*What you have to do:*
Where does the word "params" occur in the entries below? Copy every line that has it.

------------------------------

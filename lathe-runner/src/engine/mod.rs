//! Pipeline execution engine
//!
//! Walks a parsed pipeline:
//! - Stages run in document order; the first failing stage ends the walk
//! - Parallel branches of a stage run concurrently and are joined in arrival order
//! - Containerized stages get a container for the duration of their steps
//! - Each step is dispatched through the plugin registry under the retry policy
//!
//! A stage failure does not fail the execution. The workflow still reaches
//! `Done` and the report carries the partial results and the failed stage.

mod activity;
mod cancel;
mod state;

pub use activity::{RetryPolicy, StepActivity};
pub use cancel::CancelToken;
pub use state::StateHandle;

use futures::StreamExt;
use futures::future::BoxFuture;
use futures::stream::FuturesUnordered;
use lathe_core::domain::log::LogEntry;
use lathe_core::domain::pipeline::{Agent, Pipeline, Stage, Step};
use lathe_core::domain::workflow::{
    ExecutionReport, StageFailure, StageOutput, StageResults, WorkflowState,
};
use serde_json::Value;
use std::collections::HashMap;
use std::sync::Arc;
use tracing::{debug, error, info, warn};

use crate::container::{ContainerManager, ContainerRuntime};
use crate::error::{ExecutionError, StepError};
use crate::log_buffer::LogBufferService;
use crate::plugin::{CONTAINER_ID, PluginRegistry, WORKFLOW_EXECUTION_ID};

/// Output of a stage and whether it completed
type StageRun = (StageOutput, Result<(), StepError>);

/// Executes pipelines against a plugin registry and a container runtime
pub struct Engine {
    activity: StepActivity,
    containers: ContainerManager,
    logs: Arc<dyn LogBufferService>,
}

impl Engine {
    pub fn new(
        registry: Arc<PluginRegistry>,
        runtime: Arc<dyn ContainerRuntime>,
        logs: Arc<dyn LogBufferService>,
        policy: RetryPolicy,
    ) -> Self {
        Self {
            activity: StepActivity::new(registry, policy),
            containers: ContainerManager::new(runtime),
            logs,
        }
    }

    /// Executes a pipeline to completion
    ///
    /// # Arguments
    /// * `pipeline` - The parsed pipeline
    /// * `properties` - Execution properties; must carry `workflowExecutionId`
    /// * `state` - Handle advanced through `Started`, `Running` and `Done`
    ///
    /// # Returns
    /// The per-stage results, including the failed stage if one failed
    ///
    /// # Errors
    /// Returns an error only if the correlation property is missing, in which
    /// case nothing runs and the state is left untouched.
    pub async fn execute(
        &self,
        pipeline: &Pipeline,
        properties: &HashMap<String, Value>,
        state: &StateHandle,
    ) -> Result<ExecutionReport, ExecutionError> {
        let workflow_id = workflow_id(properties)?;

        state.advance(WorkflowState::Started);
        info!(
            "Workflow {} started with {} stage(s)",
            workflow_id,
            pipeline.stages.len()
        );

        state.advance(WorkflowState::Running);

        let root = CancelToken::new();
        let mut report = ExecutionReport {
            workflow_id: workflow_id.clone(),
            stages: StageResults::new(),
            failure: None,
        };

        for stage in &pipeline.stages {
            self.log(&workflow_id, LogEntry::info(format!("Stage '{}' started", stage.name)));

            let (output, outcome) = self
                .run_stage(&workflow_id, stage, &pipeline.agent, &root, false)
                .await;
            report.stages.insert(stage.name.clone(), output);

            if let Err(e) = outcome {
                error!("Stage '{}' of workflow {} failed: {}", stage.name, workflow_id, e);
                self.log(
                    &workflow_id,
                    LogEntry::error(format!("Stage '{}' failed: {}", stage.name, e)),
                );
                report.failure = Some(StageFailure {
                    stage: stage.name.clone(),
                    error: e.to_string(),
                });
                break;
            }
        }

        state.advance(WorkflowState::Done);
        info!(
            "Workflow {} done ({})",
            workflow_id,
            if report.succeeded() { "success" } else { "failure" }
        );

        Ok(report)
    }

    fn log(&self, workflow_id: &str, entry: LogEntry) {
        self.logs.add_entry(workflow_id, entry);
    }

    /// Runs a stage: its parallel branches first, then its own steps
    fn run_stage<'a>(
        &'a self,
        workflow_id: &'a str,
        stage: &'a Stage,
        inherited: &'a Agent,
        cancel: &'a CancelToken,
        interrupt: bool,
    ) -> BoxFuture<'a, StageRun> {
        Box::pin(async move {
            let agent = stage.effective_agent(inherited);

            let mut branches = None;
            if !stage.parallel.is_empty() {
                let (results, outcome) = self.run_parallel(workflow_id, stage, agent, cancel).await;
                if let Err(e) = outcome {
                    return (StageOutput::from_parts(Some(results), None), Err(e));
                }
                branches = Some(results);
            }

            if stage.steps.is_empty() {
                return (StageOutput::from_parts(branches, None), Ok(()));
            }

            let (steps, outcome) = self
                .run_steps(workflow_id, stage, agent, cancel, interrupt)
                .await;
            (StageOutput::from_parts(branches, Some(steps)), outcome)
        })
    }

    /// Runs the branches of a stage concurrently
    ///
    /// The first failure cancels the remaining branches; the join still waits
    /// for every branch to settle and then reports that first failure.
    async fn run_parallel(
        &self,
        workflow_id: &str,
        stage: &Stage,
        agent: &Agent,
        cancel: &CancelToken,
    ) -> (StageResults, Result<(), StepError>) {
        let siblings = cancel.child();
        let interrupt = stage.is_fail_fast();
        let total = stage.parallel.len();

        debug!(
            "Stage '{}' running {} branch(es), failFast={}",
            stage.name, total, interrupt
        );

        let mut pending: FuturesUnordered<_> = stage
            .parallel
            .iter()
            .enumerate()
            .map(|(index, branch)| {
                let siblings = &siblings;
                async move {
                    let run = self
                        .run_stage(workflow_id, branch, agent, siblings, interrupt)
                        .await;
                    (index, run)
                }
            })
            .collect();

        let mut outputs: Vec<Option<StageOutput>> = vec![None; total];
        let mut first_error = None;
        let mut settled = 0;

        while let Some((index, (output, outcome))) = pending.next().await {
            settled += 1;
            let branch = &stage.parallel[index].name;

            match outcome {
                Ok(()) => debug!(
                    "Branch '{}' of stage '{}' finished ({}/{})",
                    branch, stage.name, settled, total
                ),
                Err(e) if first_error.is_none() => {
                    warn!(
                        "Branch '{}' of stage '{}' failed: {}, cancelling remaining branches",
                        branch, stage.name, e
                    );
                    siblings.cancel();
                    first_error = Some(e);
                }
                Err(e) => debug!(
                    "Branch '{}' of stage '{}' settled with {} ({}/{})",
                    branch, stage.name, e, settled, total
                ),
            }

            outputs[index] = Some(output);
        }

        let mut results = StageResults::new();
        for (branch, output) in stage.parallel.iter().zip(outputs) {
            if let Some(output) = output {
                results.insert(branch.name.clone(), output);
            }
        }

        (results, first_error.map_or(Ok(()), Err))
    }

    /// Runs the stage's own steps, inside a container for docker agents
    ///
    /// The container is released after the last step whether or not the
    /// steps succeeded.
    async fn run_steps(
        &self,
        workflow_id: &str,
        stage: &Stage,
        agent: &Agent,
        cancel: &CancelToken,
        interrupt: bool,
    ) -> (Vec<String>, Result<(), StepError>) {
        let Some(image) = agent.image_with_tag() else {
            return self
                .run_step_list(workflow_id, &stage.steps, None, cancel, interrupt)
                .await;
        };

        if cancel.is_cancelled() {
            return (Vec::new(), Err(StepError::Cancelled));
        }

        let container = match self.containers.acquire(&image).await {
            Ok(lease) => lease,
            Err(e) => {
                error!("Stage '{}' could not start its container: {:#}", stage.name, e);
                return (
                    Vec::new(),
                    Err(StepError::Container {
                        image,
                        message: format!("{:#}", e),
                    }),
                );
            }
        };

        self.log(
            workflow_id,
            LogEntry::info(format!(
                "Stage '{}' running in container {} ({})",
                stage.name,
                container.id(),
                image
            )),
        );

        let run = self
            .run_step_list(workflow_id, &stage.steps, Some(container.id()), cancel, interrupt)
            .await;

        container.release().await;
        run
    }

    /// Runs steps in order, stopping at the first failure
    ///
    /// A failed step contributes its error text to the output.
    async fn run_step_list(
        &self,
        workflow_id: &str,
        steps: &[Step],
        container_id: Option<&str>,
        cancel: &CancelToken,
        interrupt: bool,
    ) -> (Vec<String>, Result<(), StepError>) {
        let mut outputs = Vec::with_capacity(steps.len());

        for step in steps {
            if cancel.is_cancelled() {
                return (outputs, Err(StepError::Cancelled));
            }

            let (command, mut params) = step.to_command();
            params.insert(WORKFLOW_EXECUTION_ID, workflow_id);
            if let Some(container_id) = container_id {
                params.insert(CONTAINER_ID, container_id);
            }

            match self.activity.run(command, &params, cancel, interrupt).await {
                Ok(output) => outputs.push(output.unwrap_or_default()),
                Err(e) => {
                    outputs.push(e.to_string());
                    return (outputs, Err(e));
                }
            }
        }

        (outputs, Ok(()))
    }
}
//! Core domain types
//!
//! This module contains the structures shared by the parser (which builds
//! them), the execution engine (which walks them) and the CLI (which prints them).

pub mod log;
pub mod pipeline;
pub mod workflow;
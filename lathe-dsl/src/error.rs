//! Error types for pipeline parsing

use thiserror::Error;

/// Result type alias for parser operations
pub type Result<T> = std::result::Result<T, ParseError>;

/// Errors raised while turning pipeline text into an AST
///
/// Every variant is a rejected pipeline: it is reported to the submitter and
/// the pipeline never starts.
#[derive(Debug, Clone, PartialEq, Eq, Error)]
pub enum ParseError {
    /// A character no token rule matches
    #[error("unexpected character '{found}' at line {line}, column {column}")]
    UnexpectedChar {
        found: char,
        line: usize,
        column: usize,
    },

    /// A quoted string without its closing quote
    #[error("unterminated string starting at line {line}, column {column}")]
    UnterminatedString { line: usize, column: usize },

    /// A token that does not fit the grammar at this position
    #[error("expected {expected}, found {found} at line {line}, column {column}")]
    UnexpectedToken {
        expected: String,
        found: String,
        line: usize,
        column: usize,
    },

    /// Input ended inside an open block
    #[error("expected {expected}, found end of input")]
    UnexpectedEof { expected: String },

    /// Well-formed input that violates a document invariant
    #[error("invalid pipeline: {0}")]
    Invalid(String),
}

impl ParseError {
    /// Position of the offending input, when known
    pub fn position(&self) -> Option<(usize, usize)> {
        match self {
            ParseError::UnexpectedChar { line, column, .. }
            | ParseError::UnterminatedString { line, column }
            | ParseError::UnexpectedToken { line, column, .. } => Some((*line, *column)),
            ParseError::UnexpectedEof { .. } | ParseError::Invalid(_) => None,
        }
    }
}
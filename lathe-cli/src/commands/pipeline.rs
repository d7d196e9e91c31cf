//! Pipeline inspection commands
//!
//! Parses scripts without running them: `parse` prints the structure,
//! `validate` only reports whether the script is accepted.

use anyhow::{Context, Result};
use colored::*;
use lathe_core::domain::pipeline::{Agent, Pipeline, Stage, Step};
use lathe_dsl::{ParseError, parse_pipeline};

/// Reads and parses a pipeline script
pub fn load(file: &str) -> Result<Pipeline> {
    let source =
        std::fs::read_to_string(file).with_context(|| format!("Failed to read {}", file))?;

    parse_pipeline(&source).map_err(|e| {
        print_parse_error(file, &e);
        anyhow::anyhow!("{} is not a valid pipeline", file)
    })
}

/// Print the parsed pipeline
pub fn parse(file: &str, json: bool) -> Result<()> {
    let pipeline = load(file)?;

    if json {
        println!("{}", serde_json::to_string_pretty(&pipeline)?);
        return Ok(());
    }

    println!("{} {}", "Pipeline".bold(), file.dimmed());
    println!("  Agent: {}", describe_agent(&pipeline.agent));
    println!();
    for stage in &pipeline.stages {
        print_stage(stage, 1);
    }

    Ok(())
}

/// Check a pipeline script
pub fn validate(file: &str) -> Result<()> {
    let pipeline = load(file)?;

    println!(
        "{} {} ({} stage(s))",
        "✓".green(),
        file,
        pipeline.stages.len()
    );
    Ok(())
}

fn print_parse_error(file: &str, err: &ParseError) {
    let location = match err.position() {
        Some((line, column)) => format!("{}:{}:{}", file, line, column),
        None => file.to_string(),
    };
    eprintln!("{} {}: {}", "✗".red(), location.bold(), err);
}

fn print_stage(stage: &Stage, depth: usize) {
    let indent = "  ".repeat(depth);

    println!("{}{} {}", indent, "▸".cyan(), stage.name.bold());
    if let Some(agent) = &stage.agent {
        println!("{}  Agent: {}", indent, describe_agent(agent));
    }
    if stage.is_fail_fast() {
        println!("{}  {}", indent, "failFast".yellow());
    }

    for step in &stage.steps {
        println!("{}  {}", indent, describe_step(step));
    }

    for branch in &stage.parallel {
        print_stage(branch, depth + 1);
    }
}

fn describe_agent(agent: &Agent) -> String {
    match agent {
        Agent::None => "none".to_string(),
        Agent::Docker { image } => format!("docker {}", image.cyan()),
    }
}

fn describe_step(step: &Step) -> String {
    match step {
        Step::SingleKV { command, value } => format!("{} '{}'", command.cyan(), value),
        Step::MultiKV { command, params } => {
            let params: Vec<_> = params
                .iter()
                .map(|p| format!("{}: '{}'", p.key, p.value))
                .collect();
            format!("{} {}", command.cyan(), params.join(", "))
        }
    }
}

------------------------------

*Expected output:*
            let (command, mut params) = step.to_command();
            params.insert(WORKFLOW_EXECUTION_ID, workflow_id);
                params.insert(CONTAINER_ID, container_id);
            match self.activity.run(command, &params, cancel, interrupt).await {
        Step::MultiKV { command, params } => {
            let params: Vec<_> = params
            format!("{} {}", command.cyan(), params.join(", "))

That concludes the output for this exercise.